AI Security Engineer
Flipkart · Bengaluru
- Experience2–6 yrs
- SalaryNot disclosed
- Work modeonsite
- Levelmid
- Posted2 Sept 2026
About Flipkart
Flipkart is hiring in Bengaluru in ecommerce retail. This role looks for around 2+ years of experience.
Skills
- Python
- TensorFlow
- PyTorch
- scikit-learn
- Hugging Face
- Transformers
- FAISS
- Chroma
- REST APIs
- Docker
- Kubernetes
- Git
- CI/CD
- OWASP Top 10
- OWASP LLM Top 10
- IAM
The role
An AI security engineer at an e-commerce marketplace builds machine learning pipelines and secures generative AI applications through prompt guardrails, OWASP LLM Top 10, and cloud security. Python automation and Kubernetes deployment support monitored AI workloads and secure integrations.
Full job description
Responsibilities:
Build and support AI/ML pipelines, including data preprocessing, training workflows, fine-tuning, and inference optimization.

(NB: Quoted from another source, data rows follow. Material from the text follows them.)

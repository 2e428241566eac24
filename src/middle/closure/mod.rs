//! Closure conversion. First every function is classified: a *known*
//! function reads nothing from its surroundings and is never used as a value,
//! so it can be called by its label. Every other function gets a closure
//! holding the values it captures. Then all functions are hoisted to the top
//! level, closures are allocated where their functions were defined, and
//! every call is marked as direct, closure or external.

mod convert;
mod free_vars;

pub use convert::convert;
pub use free_vars::{FreeVariables, analyze_free_variables};
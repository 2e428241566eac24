use hashbrown::HashMap;

use super::{Block, CallKind, InstructionArena, InstructionId, Module, Value};
use crate::middle::type_checking::TypeEnvironment;

/// An instruction which only renames another value
#[derive(Debug)]
struct Alias {
    instruction: InstructionId,
    target: String,
    /// The target is an external symbol rather than a local
    external: bool,
}

/// Follows `name` through local aliases. If the chain ends at an external,
/// returns the aliases passed on the way and the external's name.
fn forward_to_external(
    aliases: &HashMap<String, Alias>,
    name: &str,
) -> Option<(Vec<String>, String)> {
    let mut chain = Vec::new();
    let mut name = name;

    while let Some(alias) = aliases.get(name) {
        chain.push(name.to_owned());

        if alias.external {
            return Some((chain, alias.target.clone()));
        }

        name = &alias.target;
    }

    None
}

struct ReferenceEliminator<'a> {
    arena: &'a mut InstructionArena,
    environment: &'a mut TypeEnvironment,
    aliases: HashMap<String, Alias>,
}

impl ReferenceEliminator<'_> {
    /// Unlinks the instruction defining `alias` if it is still in its block.
    /// Let-bound aliases stay since the binding may still be read.
    fn remove_alias(&mut self, alias: &str) {
        if !alias.starts_with('$') {
            return;
        }

        let instruction = self.aliases[alias].instruction;

        if self.arena.is_linked(instruction) {
            log::trace!("eliminated alias '{alias}'");
            self.arena.remove(instruction);
            self.environment.table.remove(alias);
        }
    }

    fn eliminate_in_block(&mut self, block: &Block) {
        let mut cursor = self.arena.first(block);

        while let Some(id) = cursor {
            cursor = self.arena.next(id);
            self.eliminate_in_instruction(id);
        }

        self.drop_trailing_alias(block);
    }

    fn eliminate_in_instruction(&mut self, id: InstructionId) {
        let instruction = &self.arena[id];

        let alias = match &instruction.value {
            Value::Ref(target) => Alias {
                instruction: id,
                target: target.clone(),
                external: false,
            },
            Value::XRef(target) => Alias {
                instruction: id,
                target: target.clone(),
                external: true,
            },
            _ => return self.rewrite_operands(id),
        };

        self.aliases.insert(instruction.ident.clone(), alias);
    }

    fn rewrite_operands(&mut self, id: InstructionId) {
        let mut used = Vec::new();
        let value = &mut self.arena[id].value;

        // Calling an external through any chain of aliases becomes an
        // external call
        if let Value::App { callee, kind, .. } = value
            && *kind != CallKind::External
            && let Some((chain, external)) = forward_to_external(&self.aliases, callee)
        {
            *callee = external;
            *kind = CallKind::External;
            used.extend(chain);
        }

        for operand in value.operands_mut() {
            if let Some(alias) = self.aliases.get(operand.as_str())
                && !alias.external
            {
                used.push(std::mem::replace(operand, alias.target.clone()));
            }
        }

        let blocks = value.blocks().into_iter().cloned().collect::<Vec<_>>();

        for alias in used {
            self.remove_alias(&alias);
        }

        for block in &blocks {
            self.eliminate_in_block(block);
        }
    }

    /// A block ending in `$n = ref y` right after the definition of `y` can
    /// yield `y` directly
    fn drop_trailing_alias(&mut self, block: &Block) {
        let Some(last) = self.arena.last(block) else {
            return;
        };
        let Some(previous) = self.arena.prev(last) else {
            return;
        };

        let Value::Ref(target) = &self.arena[last].value else {
            return;
        };

        let previous = &self.arena[previous];
        if self.arena[last].ident.starts_with('$')
            && previous.ident == *target
            && !matches!(previous.value, Value::Fun(_))
        {
            let ident = self.arena[last].ident.clone();
            log::trace!("dropped trailing alias '{ident}' of '{target}'");

            self.arena.remove(last);
            self.environment.table.remove(&ident);
        }
    }
}

/// Forwards every operand naming a `ref` or `xref` alias to the aliased name
/// and deletes the alias once it is used. Must run before closure conversion
/// since a function read through an alias looks like a first-class use.
pub fn eliminate_references(module: &mut Module, environment: &mut TypeEnvironment) {
    let mut eliminator = ReferenceEliminator {
        arena: &mut module.arena,
        environment,
        aliases: HashMap::new(),
    };

    eliminator.eliminate_in_block(&module.entry);
    log::debug!(
        "eliminated references, {} aliases seen",
        eliminator.aliases.len()
    );
}

#[cfg(test)]
mod tests {
    use indoc::indoc;

    use crate::{
        config::Config,
        frontend::ast::{BinaryOperatorKind, Program, UnaryOperatorKind, build::TreeBuilder},
        middle::{
            mir::{build, eliminate_references},
            resolve::Resolver,
            type_checking::type_check,
        },
    };

    fn lower(program: &Program) -> String {
        let resolutions = Resolver::resolve_names(program).unwrap();
        let mut environment = type_check(program, &resolutions, &Config::default()).unwrap();
        let mut module = build(program, &resolutions, &mut environment);
        eliminate_references(&mut module, &mut environment);

        let dump = module.dump(&environment);
        for name in environment.table.keys().filter(|name| name.starts_with('$')) {
            let prefix = format!("{name} = ");
            assert!(
                dump.lines().any(|line| line.trim_start().starts_with(&prefix)),
                "'{name}' was removed but kept its type"
            );
        }

        dump
    }

    #[test]
    fn operands_are_forwarded_through_aliases() {
        let b = TreeBuilder::new();
        let program = b.program(b.let_in(
            "x",
            b.int(1),
            b.binary(BinaryOperatorKind::Add, b.var("x"), b.var("x")),
        ));

        assert_eq!(
            lower(&program),
            indoc! {"
                BEGIN: program
                x$1 = int 1 ; type=int
                $4 = binary + x$1 x$1 ; type=int
                END: program
            "}
        );
    }

    #[test]
    fn let_aliases_stay_but_synthesized_ones_go() {
        let b = TreeBuilder::new();
        let program = b.program(b.let_in(
            "a",
            b.int(1),
            b.let_in("b", b.var("a"), b.var("b")),
        ));

        assert_eq!(
            lower(&program),
            indoc! {"
                BEGIN: program
                a$1 = int 1 ; type=int
                b$2 = ref a$1 ; type=int
                END: program
            "}
        );
    }

    #[test]
    fn external_calls_are_reclassified() {
        let b = TreeBuilder::new();
        let program = b.program(b.call("print_int", vec![b.int(1)]));

        assert_eq!(
            lower(&program),
            indoc! {"
                BEGIN: program
                $2 = int 1 ; type=int
                $3 = appx print_int $2 ; type=unit
                END: program
            "}
        );
    }

    #[test]
    fn aliases_are_forwarded_into_nested_blocks() {
        let b = TreeBuilder::new();
        let program = b.program(b.let_in(
            "c",
            b.bool(true),
            b.if_then_else(
                b.var("c"),
                b.var("c"),
                b.unary(UnaryOperatorKind::Not, b.var("c")),
            ),
        ));

        assert_eq!(
            lower(&program),
            indoc! {"
                BEGIN: program
                c$1 = bool true ; type=bool
                $6 = if c$1 ; type=bool
                  BEGIN: then
                  $3 = ref c$1 ; type=bool
                  END: then
                  BEGIN: else
                  $5 = unary not c$1 ; type=bool
                  END: else
                END: program
            "}
        );
    }

    #[test]
    fn function_values_keep_their_reference() {
        let b = TreeBuilder::new();
        let program = b.program(b.let_rec(
            "f",
            &["x"],
            b.binary(BinaryOperatorKind::Add, b.var("x"), b.int(1)),
            b.var("f"),
        ));

        assert_eq!(
            lower(&program),
            indoc! {"
                BEGIN: program
                f$1 = fun x$2 ; type=int -> int
                  BEGIN: body (f$1)
                  $2 = int 1 ; type=int
                  $3 = binary + x$2 $2 ; type=int
                  END: body (f$1)
                $4 = ref f$1 ; type=int -> int
                END: program
            "}
        );
    }

    #[test]
    fn let_bound_externals_are_called_as_externals() {
        let b = TreeBuilder::new();
        let program = b.program(b.let_in(
            "p",
            b.var("print_int"),
            b.call("p", vec![b.int(1)]),
        ));

        assert_eq!(
            lower(&program),
            indoc! {"
                BEGIN: program
                p$1 = xref print_int ; type=int -> unit
                $3 = int 1 ; type=int
                $4 = appx print_int $3 ; type=unit
                END: program
            "}
        );
    }

    #[test]
    fn external_calls_follow_chains_of_let_aliases() {
        let b = TreeBuilder::new();
        let program = b.program(b.let_in(
            "p",
            b.var("print_int"),
            b.let_in(
                "q",
                b.var("p"),
                b.sequence(b.call("q", vec![b.int(1)]), b.var("q")),
            ),
        ));

        let dump = lower(&program);
        let lines = dump.lines().collect::<Vec<_>>();

        assert!(lines.contains(&"p$1 = xref print_int ; type=int -> unit"));
        assert!(lines.contains(&"q$2 = ref p$1 ; type=int -> unit"));
        assert!(lines.contains(&"_$3 = appx print_int $4 ; type=unit"));
        assert!(lines.contains(&"$6 = ref q$2 ; type=int -> unit"));
    }
}
use std::path::PathBuf;

use colored::Colorize;

pub mod ast;
pub mod intern;

/// Byte range into a [`SourceFile`]
#[derive(Debug, Clone, Copy, Default, PartialEq, Eq, Hash)]
pub struct Span {
    pub start: usize,
    pub end: usize,
}

impl Span {
    pub fn new(start: usize, end: usize) -> Self {
        Self { start, end }
    }

    /// The smallest span covering both `self` and `other`
    pub fn to(self, other: Span) -> Span {
        Span::new(self.start.min(other.start), self.end.max(other.end))
    }
}

#[derive(Debug)]
pub struct SourceFile {
    pub contents: String,
    pub origin: SourceFileOrigin,
}

impl SourceFile {
    pub fn in_memory(contents: impl Into<String>) -> Self {
        Self {
            contents: contents.into(),
            origin: SourceFileOrigin::Memory,
        }
    }

    pub fn value_of_span(&self, span: Span) -> &str {
        self.contents
            .get(span.start..span.end.min(self.contents.len()))
            .unwrap_or_default()
    }

    /// 1-based line number of a byte offset
    pub fn row_for_position(&self, position: usize) -> usize {
        let position = position.min(self.contents.len());

        self.contents.as_bytes()[..position]
            .iter()
            .filter(|b| **b == b'\n')
            .count()
            + 1
    }

    /// 1-based column of a byte offset
    pub fn column_for_position(&self, position: usize) -> usize {
        position.min(self.contents.len()) - self.line_start(position) + 1
    }

    pub fn format_span_position(&self, span: Span) -> String {
        format!(
            "{}:{}:{}",
            self.origin,
            self.row_for_position(span.start),
            self.column_for_position(span.start)
        )
    }

    /// Renders the line containing the start of `span` with the spanned
    /// portion underlined by carets
    pub fn highlight_span(&self, span: Span) -> String {
        let start = self.line_start(span.start);
        let end = self.contents[start..]
            .find('\n')
            .map(|offset| start + offset)
            .unwrap_or(self.contents.len());

        let line = &self.contents[start..end];
        let row = self.row_for_position(span.start).to_string();
        let gutter = " ".repeat(row.len());

        let caret_start = span.start.clamp(start, end) - start;
        let caret_end = span.end.clamp(start, end) - start;
        let carets = "^".repeat((caret_end - caret_start).max(1));

        format!(
            "{gutter} {}\n{} {} {line}\n{gutter} {} {}{}",
            "|".blue(),
            row.blue(),
            "|".blue(),
            "|".blue(),
            " ".repeat(caret_start),
            carets.red(),
        )
    }

    fn line_start(&self, position: usize) -> usize {
        let position = position.min(self.contents.len());

        self.contents[..position]
            .rfind('\n')
            .map(|newline| newline + 1)
            .unwrap_or(0)
    }
}

#[derive(Debug)]
pub enum SourceFileOrigin {
    Memory,
    File(PathBuf),
}

impl core::fmt::Display for SourceFileOrigin {
    fn fmt(&self, f: &mut std::fmt::Formatter<'_>) -> std::fmt::Result {
        match self {
            SourceFileOrigin::Memory => f.write_str("<memory>"),
            SourceFileOrigin::File(path) => f.write_fmt(format_args!("{}", path.display())),
        }
    }
}

#[cfg(test)]
mod tests {
    use super::*;

    #[test]
    fn positions_are_one_based() {
        let source = SourceFile::in_memory("let x = 1 in\nx + y");
        let y = source.contents.find('y').unwrap();

        assert_eq!(source.row_for_position(y), 2);
        assert_eq!(source.column_for_position(y), 5);
        assert_eq!(source.format_span_position(Span::new(y, y + 1)), "<memory>:2:5");
        assert_eq!(source.value_of_span(Span::new(y, y + 1)), "y");
    }

    #[test]
    fn highlight_underlines_the_span() {
        let source = SourceFile::in_memory("a\nlet x = oops in x");
        let start = source.contents.find("oops").unwrap();

        let rendered = source.highlight_span(Span::new(start, start + 4));
        let plain = strip_ansi_escapes::strip_str(rendered);

        assert_eq!(plain, "  |\n2 | let x = oops in x\n  |         ^^^^");
    }
}
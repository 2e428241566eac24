use std::sync::{Arc, RwLock};

use hashbrown::HashMap;
use once_cell::sync::Lazy;

/// Process-wide string table backing [`InternedSymbol`]. Strings are leaked
/// once inserted so symbols can hand out `&'static str`.
#[derive(Debug, Default)]
pub struct InterningTable {
    inner: RwLock<InterningTableInner>,
}

#[derive(Debug, Default)]
struct InterningTableInner {
    strings: Vec<&'static str>,
    indices: HashMap<&'static str, u32>,
}

pub static INTERNING_TABLE: Lazy<Arc<InterningTable>> = Lazy::new(Default::default);

impl InterningTable {
    pub fn get(&self, index: u32) -> Option<&'static str> {
        let inner = self.inner.read().unwrap_or_else(|e| e.into_inner());

        inner.strings.get(index as usize).copied()
    }

    pub fn insert_if_absent(&self, string: &str) -> u32 {
        if let Some(index) = self.index_of(string) {
            return index;
        }

        let mut inner = self.inner.write().unwrap_or_else(|e| e.into_inner());

        // Another thread may have won the race between the read and write locks
        if let Some(index) = inner.indices.get(string) {
            return *index;
        }

        let leaked: &'static str = Box::leak(string.to_owned().into_boxed_str());
        let index = inner.strings.len() as u32;

        inner.strings.push(leaked);
        inner.indices.insert(leaked, index);
        index
    }

    pub fn index_of(&self, string: &str) -> Option<u32> {
        let inner = self.inner.read().unwrap_or_else(|e| e.into_inner());

        inner.indices.get(string).copied()
    }
}

/// An index into the string interning table. Used for source-level names
/// (display names of bindings and type aliases).
#[derive(Clone, Copy, PartialEq, Eq, PartialOrd, Ord, Hash)]
pub struct InternedSymbol(u32);

impl InternedSymbol {
    pub fn new(value: &str) -> Self {
        let index = INTERNING_TABLE.insert_if_absent(value);

        Self(index)
    }

    pub fn value(&self) -> &'static str {
        INTERNING_TABLE.get(self.0).expect("Once an interned symbol is created, the string it references should never be removed from the table")
    }

    /// Whether this is the `_` binder which discards its value
    pub fn is_wildcard(&self) -> bool {
        self.value() == "_"
    }
}

impl From<&str> for InternedSymbol {
    fn from(value: &str) -> Self {
        Self::new(value)
    }
}

impl core::fmt::Debug for InternedSymbol {
    fn fmt(&self, f: &mut std::fmt::Formatter<'_>) -> std::fmt::Result {
        f.debug_tuple("InternedSymbol")
            .field(&self.0)
            .field(&self.value())
            .finish()
    }
}

impl core::fmt::Display for InternedSymbol {
    fn fmt(&self, f: &mut std::fmt::Formatter<'_>) -> std::fmt::Result {
        f.write_str(self.value())
    }
}

#[cfg(test)]
mod tests {
    use super::*;

    #[test]
    fn interning_is_idempotent() {
        let a = InternedSymbol::new("interning_is_idempotent");
        let b = InternedSymbol::from("interning_is_idempotent");

        assert_eq!(a, b);
        assert_eq!(a.value(), "interning_is_idempotent");
        assert!(!a.is_wildcard());
        assert!(InternedSymbol::new("_").is_wildcard());
    }
}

Develop automation workflows, API integrations, agentic components, and deployment pipelines using Python, Docker/K8s, and CI/CD.
Deploy and monitor AI workloads on cloud platforms.
Implement strong security controls by aligning with OWASP Top 10 OWASP LLM Top 10 and internal AppSec requirements; identify and mitigate risks.
The core requirements for the job include the following:
AI and ML Engineering:
Basic foundational understanding of core ML concepts, including supervised and unsupervised learning, clustering techniques, basic feature engineering, and model evaluation fundamentals.
Knowledge of TensorFlow, PyTorch, scikit-learn, Hugging Face, and Transformers.
Familiarity with vector databases (FAISS, Chroma) and RAG pipelines.
Basic familiarity with Agentic workflows (Autogen, crew, langchain), multi-agent patterns, and MCP (Model Context Protocol) concepts is preferred.
Development and Automation:
Good Python skills for ML pipelines and automation.
Working knowledge of REST APIs, data processing scripts, and backend integration.
Working knowledge of Docker, K8s, Git, and CI/CD pipelines.
AI Security:
Understanding of AI-specific risks: prompt injection, data leakage, jailbreak attempts, insecure RAG, insecure embeddings.
Experience in LLM red-teaming and application of prompt guardrails.
Good understanding of OWASP Top 10 and OWASP LLM Top 10 (AI/LLM-specific).
Foundation in security, IAM, and secure secret handling.
Ops and Platform Skills:
Familiarity with deploying and monitoring AI workloads.
Familiarity with cloud platforms (GCP/AWS/Azure).